He'd caught her just before she hit the floor and carried her to her room. He tried to find her friends but when he came back to the room, he'd been shocked at what he found.

She had taken a knife and was carving it deep into her flesh, growling and crying like a mad dog. It couldn't kill her but she'd been trying to hurt herself enough that the pain in her chest would go away. She'd stabbed herself in the gut, cut off three of her fingers and was about to stab her eye out when he'd caught her and wrestled the knife away. She had been in so much pain but at the same time, not nearly enough.

The knife wounds had vanished slowly and he'd carefully dosed her with enough tranquilizer to down an Ursa. Then he brought her here. In this state, she was vulnerable and Qrow hadn't forgotten that her hunters were still lurking in the school.

They'd never find her here.

He wanted to brush the hair away from her too-pale face but he resisted touching her. He'd done enough damage already. Dahlia would blame herself but he knew who was really to blame for Dahlia's misfortune.

"She almost died." He said quietly. He watched his friend carefully, seeing if there was any change but Ozpin's face never strayed from his calm, yet concerned expression. "She had drained her soul into Elisa Thayet, trying to keep her alive. But Elisa Thayet was dead in all ways but the final one by the time she came to Beacon. Dahlia kept her alive for three days before there was no more soul for her to give. She kept a dead body alive for three full days, Ozpin." The Headmaster sighed. "She's something special, Qrow." It was quiet and gentle. Qrow could hear beneath it though. "And if the Thayet woman hadn't put an end to it, she would have given her everything and died right there. She's crazy." Qrow said, angrily. After all she had done, all she had accomplished, how could she just give up like that?

Ozpin put a hand on his friend's shoulder. "We both know why she feels the need to prove herself, Qrow." He looked down at his beloved's face and felt utter dread. When she woke, how would she be? Would she even be able to stand being near him? He hoped so. He didn't think he could do without her ever again.

She would have to be strong enough to get up again, and strong enough, like the Thayet woman, to let go of the guilt that he knew she would drown herself in. She would have to be strong enough once again.
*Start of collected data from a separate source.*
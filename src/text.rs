//! Text helpers for names recovered from dumps.

/// Decode bytes with one character per byte. Every byte value maps to the
/// Unicode code point of the same value so offsets are preserved.
pub fn decode_single_byte(bytes: &[u8]) -> String {
    bytes.iter().map(|&byte| byte as char).collect()
}

/// Decode a name stored as UTF-8, dropping anything that is not valid.
pub fn decode_lossy(bytes: &[u8]) -> String {
    String::from_utf8_lossy(bytes)
        .chars()
        .filter(|c| *c != char::REPLACEMENT_CHARACTER)
        .collect()
}

/// Remove control characters and surrounding whitespace.
pub fn clean_name(text: &str) -> String {
    let printable: String = text.chars().filter(|c| !c.is_control()).collect();
    printable.trim().to_owned()
}

/// Limit the text to a number of characters.
pub fn truncate_chars(text: &str, max: usize) -> &str {
    match text.char_indices().nth(max) {
        Some((index, _)) => &text[..index],
        None => text,
    }
}

/// Escape text for use inside a C string literal.
pub fn escape_c_string(text: &str) -> String {
    let mut escaped = String::with_capacity(text.len());
    for c in text.chars() {
        match c {
            '\\' => escaped.push_str("\\\\"),
            '"' => escaped.push_str("\\\""),
            c if c.is_ascii() && !c.is_ascii_control() => escaped.push(c),
            c => {
                let mut buf = [0u8; 4];
                for byte in c.encode_utf8(&mut buf).bytes() {
                    escaped.push_str(&format!("\\x{byte:02X}\"\""));
                }
            }
        }
    }
    escaped
}

#[cfg(test)]
mod test {
    use super::*;

    #[test]
    fn single_byte() {
        assert_eq!(decode_single_byte(b"A11 Brass"), "A11 Brass");
        let text = decode_single_byte(&[0x41, 0xe9, 0xff]);
        assert_eq!(text.chars().count(), 3);
        assert_eq!(text.chars().nth(1), Some('\u{e9}'));
    }

    #[test]
    fn lossy() {
        assert_eq!(decode_lossy(b"Str\xffings"), "Strings");
        assert_eq!(decode_lossy("Caf\u{e9}".as_bytes()), "Caf\u{e9}");
    }

    #[test]
    fn clean() {
        assert_eq!(clean_name("  A11 Brass\t\x01 "), "A11 Brass");
        assert_eq!(clean_name("\x00\x00"), "");
    }

    #[test]
    fn truncate() {
        assert_eq!(truncate_chars("abcdef", 3), "abc");
        assert_eq!(truncate_chars("ab", 3), "ab");
        assert_eq!(truncate_chars("\u{e9}\u{e9}\u{e9}\u{e9}", 2), "\u{e9}\u{e9}");
    }

    #[test]
    fn escape() {
        assert_eq!(escape_c_string("A11 \"Brass\""), "A11 \\\"Brass\\\"");
        assert_eq!(escape_c_string("a\\b"), "a\\\\b");
        assert_eq!(escape_c_string("\u{e9}"), "\\xC3\"\"\\xA9\"\"");
    }
}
"I know. But how much more can she take, Oz? How beaten down does a person have to be before the world stops asking things of them?"

They looked at the silver haired girl who had come to mean so much to them, to everyone and had no answer.


I was cold. The mattress beneath me was thin enough that the chill leaked through it into my back while the blanket was like paper against the cold.

I didn't like being cold but man, I sure liked being blank. I couldn't really remember much but that made me sure that I didn't want to remember.

It wasn't till my toes went numb that I decided it was time for me to move and find somewhere more comfortable to be half dead.

I was dressed in a white infirmary gown and my feet were bare. My hair had been brushed and I felt clean for the first time in what seemed like forever. What in the name of…

My surroundings were unfamiliar and I disliked that immediately. I seemed to be in a castle with marbled pillars in the walls and vaulted ceilings. It was also entirely devoid of life. "Where am I?" I said out loud and I listened to it echo down one of the hallways close to me. The halls were so wide you could fit a freighter through them if they flooded.

I stood on very shaky legs and realized that I wasn't sick anymore. If my legs wobbled, that was because I was still sleepy but I didn't feel positively drained. My head was clear, my eyes were normal. My leg still hurt but it was normal pain, the kind I managed every day since I was twelve.

What kind of drug did they give me because I needed more of it! I thought smiling fuzzily. Sleep. My awake brain said to my sleepy brain. You've actually slept.

Genius, I thought. Or my sleepy brain thought. "Sleep is a wonder drug." I said out loud to the empty, cavernous halls.

Then, as my sleepy brain vanished, I remembered it.

All of it.

"No, no, no, no, noooo…" I said, wrapping my arms around me tightly and tried to hold myself against the grief. I had failed. I hadn't been strong enough to save her. If I had just been a little stronger, if my Semblance had fewer limits then she wouldn't have died.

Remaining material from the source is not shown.